International career
- Years: Team / Apps / (Points)
- 2017–: New Zealand 7s / 210 / (252)
- Correct as of 11 October 2025
- Medal record
Men's rugby sevens
Representing New Zealand
Summer Olympics
| Silver medal – second place | 2020 Tokyo | Team competition |
Commonwealth Games
| Bronze medal – third place | 2022 Birmingham | Team competition |
Rugby World Cup Sevens
| Silver medal – second place | 2022 Cape Town | Team competition |

= Tone Ng Shiu =

New Zealand rugby union player

Tone Ng Shiu (born 26 May 1994) is a New Zealand rugby union player who plays as a forward for the New Zealand national sevens team. He also played for in the Bunnings NPC.

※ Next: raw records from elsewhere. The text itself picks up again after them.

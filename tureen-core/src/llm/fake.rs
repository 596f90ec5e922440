//! Fake LLM provider for testing.
//!
//! Returns deterministic responses based on prompt substring matching, so
//! tests run without network access or a local model.

use super::{LlmError, LlmProvider};
use async_trait::async_trait;
use std::collections::HashMap;
use std::sync::RwLock;

/// A canned recipe response covering the common seed ingredients. Useful as
/// a default when no registered pattern matches.
pub const RECIPE_RESPONSE: &str = r#"{
  "title": "Grilled Chicken Plate",
  "description": "Simple grilled chicken with broccoli and a glass of milk.",
  "servings": 2,
  "ingredients": [
    {"name": "Chicken Breast", "quantity": 300, "unit": "g"},
    {"name": "Broccoli", "quantity": 200, "unit": "g"},
    {"name": "Milk (Whole)", "quantity": 250, "unit": "ml"}
  ],
  "steps": [
    {"order": 1, "instruction": "Season the chicken and grill 6-7 minutes per side.", "notes": null},
    {"order": 2, "instruction": "Steam the broccoli until just tender.", "notes": "About 4 minutes."},
    {"order": 3, "instruction": "Plate and serve with a glass of milk.", "notes": null}
  ],
  "macros": {"calories": 450, "protein": 55, "carbs": 20, "fat": 12}
}"#;

/// A fake LLM provider for testing.
///
/// Responses are matched by checking if the prompt contains a registered
/// substring (case-insensitive). If no match is found, returns the default
/// response or an error.
#[derive(Debug, Default)]
pub struct FakeProvider {
    /// Map of prompt substring -> response
    responses: RwLock<HashMap<String, String>>,
    /// Default response if no pattern matches
    default_response: Option<String>,
}

impl FakeProvider {
    /// Create a new FakeProvider with no registered responses.
    pub fn new() -> Self {
        Self::default()
    }

    /// A provider that answers a specific response for prompts containing a
    /// substring.
    pub fn with_response(prompt_contains: &str, response: &str) -> Self {
        let mut provider = Self::new();
        provider.add_response(prompt_contains, response);
        provider
    }

    /// Add a response for prompts containing a specific substring.
    pub fn add_response(&mut self, prompt_contains: &str, response: &str) {
        self.responses
            .write()
            .unwrap()
            .insert(prompt_contains.to_string(), response.to_string());
    }

    /// Set the default response used when no pattern matches.
    pub fn with_default_response(mut self, response: &str) -> Self {
        self.default_response = Some(response.to_string());
        self
    }

    /// A provider that answers every prompt with [`RECIPE_RESPONSE`].
    pub fn with_recipe_response() -> Self {
        Self::new().with_default_response(RECIPE_RESPONSE)
    }
}

#[async_trait]
impl LlmProvider for FakeProvider {
    async fn complete(&self, prompt: &str) -> Result<String, LlmError> {
        let responses = self.responses.read().unwrap();

        let prompt_lower = prompt.to_lowercase();
        for (pattern, response) in responses.iter() {
            if prompt_lower.contains(&pattern.to_lowercase()) {
                return Ok(response.clone());
            }
        }

        match &self.default_response {
            Some(response) => Ok(response.clone()),
            None => Err(LlmError::RequestFailed(format!(
                "FakeProvider: no response configured for prompt (first 100 chars): {}",
                prompt.chars().take(100).collect::<String>()
            ))),
        }
    }

    fn provider_name(&self) -> &'static str {
        "fake"
    }

    fn model_name(&self) -> &str {
        "fake-model"
    }
}
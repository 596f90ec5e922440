use axum::{
    extract::{Path, State},
    http::StatusCode,
    response::IntoResponse,
    Json,
};
use diesel::prelude::*;
use uuid::Uuid;

use crate::api::ErrorResponse;
use crate::get_conn;
use crate::schema::recipes;
use crate::SharedState;

#[utoipa::path(
    delete,
    path = "/api/recipes/{id}",
    tag = "recipes",
    params(
        ("id" = Uuid, Path, description = "Recipe ID")
    ),
    responses(
        (status = 204, description = "Recipe deleted"),
        (status = 404, description = "Recipe not found", body = ErrorResponse),
        (status = 500, description = "Storage unavailable", body = ErrorResponse)
    )
)]
pub async fn delete_recipe(
    State(state): State<SharedState>,
    Path(id): Path<Uuid>,
) -> impl IntoResponse {
    let mut conn = get_conn!(state.pool);

    // Steps and ingredient links go with the recipe via ON DELETE CASCADE.
    match diesel::delete(recipes::table.find(id)).execute(&mut conn) {
        Ok(0) => (
            StatusCode::NOT_FOUND,
            Json(ErrorResponse {
                error: "Recipe not found".to_string(),
            }),
        )
            .into_response(),
        Ok(_) => StatusCode::NO_CONTENT.into_response(),
        Err(err) => {
            tracing::error!(error = %err, "failed to delete recipe");
            (
                StatusCode::INTERNAL_SERVER_ERROR,
                Json(ErrorResponse {
                    error: "Failed to delete recipe".to_string(),
                }),
            )
                .into_response()
        }
    }
}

== International career ==
Ng Shiu made his international debut for New Zealand Sevens in 2017. He was named the 2019 New Zealand Rugby Sevens Player of the Year. He was named in the New Zealand squad for the Rugby sevens at the 2020 Summer Olympics.

Ng Shiu was part of the All Blacks Sevens squad that won a bronze medal at the 2022 Commonwealth Games in Birmingham. He was selected for the team again for the 2022 Rugby World Cup Sevens in Cape Town. He won a silver medal after his side lost to Fiji in the gold medal final.

He represented New Zealand at the 2024 Summer Olympics in Paris. He continued to play for New Zealand in the 2024-25 SVNS series. He continued with New Zealand Sevens for the 2025-26 season, and captained the side to victory in his 50th international sevens tournament at the 2025 Dubai Sevens.

== Personal life ==
He and his partner, Dhys Faleafaga, have twins, Kamari and Kaziel.